Work out the number of lines below containing the word "push" and give nothing besides it.

Collected data
● ● ● ● ●

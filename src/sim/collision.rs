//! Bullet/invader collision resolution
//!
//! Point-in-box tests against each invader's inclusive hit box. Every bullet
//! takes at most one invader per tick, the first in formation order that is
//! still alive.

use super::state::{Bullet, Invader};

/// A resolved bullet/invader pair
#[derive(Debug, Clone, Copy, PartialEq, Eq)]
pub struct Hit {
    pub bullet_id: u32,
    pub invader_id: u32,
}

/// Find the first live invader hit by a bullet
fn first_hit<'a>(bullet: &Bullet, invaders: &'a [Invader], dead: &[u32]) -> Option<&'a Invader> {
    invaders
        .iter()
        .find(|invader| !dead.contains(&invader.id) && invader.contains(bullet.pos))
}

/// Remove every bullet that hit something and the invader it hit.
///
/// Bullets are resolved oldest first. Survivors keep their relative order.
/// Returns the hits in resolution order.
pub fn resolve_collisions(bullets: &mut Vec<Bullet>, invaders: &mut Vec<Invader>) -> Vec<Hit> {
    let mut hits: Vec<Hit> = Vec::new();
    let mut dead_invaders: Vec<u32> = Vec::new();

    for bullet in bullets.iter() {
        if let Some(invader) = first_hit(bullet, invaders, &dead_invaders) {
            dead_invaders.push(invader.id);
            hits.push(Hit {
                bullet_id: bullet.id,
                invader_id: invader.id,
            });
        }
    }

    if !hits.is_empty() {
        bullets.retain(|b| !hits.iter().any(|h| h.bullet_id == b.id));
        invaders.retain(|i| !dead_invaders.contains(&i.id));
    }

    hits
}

● ● ● ● ●

- **Written reply**: 2